Wu Nanxuan (1893–1980; ), was a Chinese educator and psychologist, best known for his president positions of several prestigious Chinese universities.

Biography
Wu's original name was Wu Mian (), and was born in Yizheng, Jiangsu Province in 1893. Wu finished his high school education in Yangzhou. In 1919, Wu graduated from Fudan University Preparatory School in Shanghai, and left to the United States to continue his study. Wu obtained MA in 1923 and PhD in 1929 both from the University of California, Berkeley.

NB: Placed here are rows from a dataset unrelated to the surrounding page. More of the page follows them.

//! Convenience macros and input sanitization.
//!
//! # Rules
//!
//! 1. **Public messages MUST be string literals** in `app_error!` - dynamic text
//!    belongs in the service half
//! 2. **Untrusted values go through `sanitized!()`** before they reach a message
//!    or a log line - bounded length, no control characters
//!
//! # Usage
//!
//! ```rust
//! # use bastion_errors::{app_error, definitions, meta, sanitized};
//! let order_id = "A-1001";
//! let err = app_error!(
//!     definitions::NOT_FOUND_RESOURCE,
//!     "Order not found",
//!     "order {} missing",
//!     sanitized!(order_id)
//! );
//! assert_eq!(err.service_message, "order A-1001 missing");
//!
//! let tags = meta! { "error_type" => "Data not found", "resourceName" => "Order" };
//! assert_eq!(tags.len(), 2);
//! ```
//!
//! ```rust,compile_fail
//! # use bastion_errors::{app_error, definitions};
//! let leaked = String::from("user=admin");
//! // ✗ COMPILE ERROR: public message must be a literal
//! let err = app_error!(definitions::BAD_REQUEST, leaked, "details");
//! ```
//!
//! ## Sanitization
//!
//! - Truncates to `MAX_SANITIZED_LEN` bytes on a UTF-8 boundary, marking the cut
//!   with `...[TRUNCATED]`
//! - Replaces control characters with `?`
//! - Swallows well-formed CSI escape sequences (`ESC [ ... m`), leaving one `?`;
//!   any other ESC becomes `?` and the text after it is kept
//! - Input made only of control characters becomes `[INVALID_INPUT]`
//!
//! Sanitization is linear in the input length and never panics.

// ============================================================================
// Sanitization Utilities
// ============================================================================

/// Maximum byte length of a sanitized string, indicator included.
pub const MAX_SANITIZED_LEN: usize = 256;

const TRUNCATED_MARK: &str = "...[TRUNCATED]";
const INVALID_INPUT: &str = "[INVALID_INPUT]";

/// Bound and neutralize untrusted text for inclusion in messages or logs.
///
/// See the module docs for the exact rules. Empty input stays empty.
pub fn sanitize(input: &str) -> String {
    if input.is_empty() {
        return String::new();
    }

    let mut out = String::with_capacity(input.len().min(MAX_SANITIZED_LEN));
    let mut saw_printable = false;
    let mut truncated = false;
    let mut rest = input;

    while let Some(c) = rest.chars().next() {
        let mut consumed = c.len_utf8();
        let replacement = if c == '\u{1b}' {
            consumed += csi_len(&rest[consumed..]);
            '?'
        } else if c.is_control() {
            '?'
        } else {
            saw_printable = true;
            c
        };
        if out.len() + replacement.len_utf8() > MAX_SANITIZED_LEN {
            truncated = true;
            break;
        }
        out.push(replacement);
        rest = &rest[consumed..];
    }

    if !saw_printable {
        return String::from(INVALID_INPUT);
    }

    if truncated {
        let mut cut = MAX_SANITIZED_LEN - TRUNCATED_MARK.len();
        while cut > 0 && !out.is_char_boundary(cut) {
            cut -= 1;
        }
        out.truncate(cut);
        out.push_str(TRUNCATED_MARK);
    }

    out
}

/// Length of a well-formed CSI sequence body following an ESC, or 0.
///
/// A CSI body is `[`, parameter bytes (`0x30..=0x3F`), intermediate bytes
/// (`0x20..=0x2F`) and one final byte (`0x40..=0x7E`).
fn csi_len(after_esc: &str) -> usize {
    let bytes = after_esc.as_bytes();
    if bytes.first() != Some(&b'[') {
        return 0;
    }
    let mut i = 1;
    while i < bytes.len() && (0x30..=0x3F).contains(&bytes[i]) {
        i += 1;
    }
    while i < bytes.len() && (0x20..=0x2F).contains(&bytes[i]) {
        i += 1;
    }
    match bytes.get(i) {
        Some(b) if (0x40..=0x7E).contains(b) => i + 1,
        _ => 0,
    }
}

/// Sanitize any `Display` value. See [`sanitize`].
///
/// ```rust
/// # use bastion_errors::sanitized;
/// let long = "A".repeat(300);
/// let san = sanitized!(long);
/// assert!(san.len() <= 256);
/// assert!(san.ends_with("[TRUNCATED]"));
/// ```
#[macro_export]
macro_rules! sanitized {
    ($expr:expr) => {
        $crate::convenience::sanitize(&$expr.to_string())
    };
}

// ============================================================================
// Construction Macros
// ============================================================================

/// Build a [`MetaData`](crate::MetaData) map from `key => value` pairs.
#[macro_export]
macro_rules! meta {
    () => {
        $crate::MetaData::new()
    };
    ($($key:expr => $value:expr),+ $(,)?) => {{
        let mut map = $crate::MetaData::new();
        $( map.insert($key, $value); )+
        map
    }};
}

/// Create an [`AppError`](crate::AppError) with one code on both halves.
///
/// The public message must be a literal. The service message is a format
/// string; wrap untrusted arguments in `sanitized!()`.
#[macro_export]
macro_rules! app_error {
    ($code:expr, $public:literal, $service:literal $(,)?) => {
        $crate::AppError::builder()
            .public($code, $public)
            .service($code, $service)
            .build()
    };
    ($code:expr, $public:literal, $fmt:literal, $($arg:expr),+ $(,)?) => {
        $crate::AppError::builder()
            .public($code, $public)
            .service($code, ::std::format!($fmt, $($arg),+))
            .build()
    };
}

/// Define the status code registry.
///
/// Expands to one `pub const` per code, each checked against its band at
/// compile time, and a `REGISTRY` slice of `(code, name)` pairs in definition
/// order.
///
/// # Example
///
/// ```rust
/// mod registry {
///     use bastion_errors::{define_status_codes, Band};
///     define_status_codes! {
///         Band::NotFound => {
///             /// Generic not found.
///             NOT_FOUND = (4040, "NotFound"),
///         }
///     }
/// }
/// assert_eq!(registry::REGISTRY.len(), 1);
/// ```
#[macro_export]
macro_rules! define_status_codes {
    ($( $band:expr => { $( $(#[$doc:meta])* $name:ident = ($value:expr, $display:literal) ),+ $(,)? } )+) => {
        $( $(
            $(#[$doc])*
            pub const $name: $crate::StatusCode = $crate::StatusCode::const_new($band, $value);
        )+ )+

        /// Every registered code with its display name, in definition order.
        pub const REGISTRY: &[($crate::StatusCode, &str)] = &[
            $( $( ($name, $display), )+ )+
        ];
    };
}

// ============================================================================
// Tests
// ============================================================================

#[cfg(test)]
mod tests {
    use super::*;
    use crate::definitions;

    #[test]
    fn sanitize_truncates_long_strings() {
        let long_string = "A".repeat(1000);
        let sanitized = sanitized!(long_string);

        assert!(sanitized.len() <= MAX_SANITIZED_LEN);
        assert!(sanitized.ends_with(TRUNCATED_MARK));
    }

    #[test]
    fn sanitize_preserves_short_strings() {
        assert_eq!(sanitized!("short"), "short");
    }

    #[test]
    fn sanitize_keeps_exact_limit() {
        let s = "B".repeat(MAX_SANITIZED_LEN);
        assert_eq!(sanitize(&s), s);
    }

    #[test]
    fn sanitize_respects_utf8_boundaries() {
        let emoji = "🔥".repeat(100);
        let sanitized = sanitized!(emoji);

        assert!(std::str::from_utf8(sanitized.as_bytes()).is_ok());
        assert!(sanitized.len() <= MAX_SANITIZED_LEN);
    }

    #[test]
    fn sanitize_replaces_control_chars() {
        assert_eq!(sanitized!("hello\nworld\t\x07"), "hello?world??");
    }

    #[test]
    fn sanitize_swallows_escape_sequences() {
        assert_eq!(sanitized!("normal\x1b[0m escape \r\n sequence"), "normal? escape ?? sequence");
    }

    #[test]
    fn sanitize_keeps_text_after_bare_escape() {
        assert_eq!(sanitize("abc\x1bdef"), "abc?def");
        assert_eq!(sanitize("\x1b(B text"), "?(B text");
    }

    #[test]
    fn sanitize_keeps_text_after_unterminated_csi() {
        assert_eq!(sanitize("a\x1b[12;"), "a?[12;");
        assert_eq!(sanitize("x\x1b[1;31mred\x1b[0m"), "x?red?");
    }

    #[test]
    fn sanitize_rejects_control_only_input() {
        assert_eq!(sanitized!("\x07".repeat(300)), INVALID_INPUT);
    }

    #[test]
    fn sanitize_empty_stays_empty() {
        assert_eq!(sanitize(""), "");
    }

    #[test]
    fn sanitize_works_with_numbers() {
        assert_eq!(sanitized!(42), "42");
    }

    #[test]
    fn meta_macro_builds_ordered_map() {
        let m = meta! { "b" => "2", "a" => String::from("1") };
        assert_eq!(m.to_string(), "{b: '2', a: '1'}");
        assert!(meta!().is_empty());
    }

    #[test]
    fn app_error_macro_sets_both_halves() {
        let err = app_error!(definitions::CONFLICT, "Already exists", "duplicate key {}", sanitized!("k1"));
        assert_eq!(err.public_status_code, definitions::CONFLICT);
        assert_eq!(err.service_status_code, definitions::CONFLICT);
        assert_eq!(err.public_message, "Already exists");
        assert_eq!(err.service_message, "duplicate key k1");
    }

    #[test]
    fn app_error_macro_accepts_trailing_comma() {
        let err = app_error!(definitions::BAD_REQUEST, "Invalid input", "plain",);
        assert_eq!(err.service_message, "plain");
    }

    #[test]
    fn app_error_macro_ignores_local_format() {
        #[allow(unused_macros)]
        macro_rules! format {
            ($($t:tt)*) => {
                compile_error!("caller's format! must not be used")
            };
        }
        let err = app_error!(definitions::CONFLICT, "Already exists", "key {}", 7);
        assert_eq!(err.service_message, "key 7");
    }
}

From April 1931 to June 1931, Wu was the President of Tsinghua University in Beijing, but eventually expelled by his students and the university faculty. From May 1940 to February 1943, Wu was the President of Fudan University in Shanghai. In February 1943, Wu was pointed the President of National Yingshi University (a root of current Zhejiang University) in Zhejiang, however, Wu was immediately resigned but still kept his professorship at Fudan University.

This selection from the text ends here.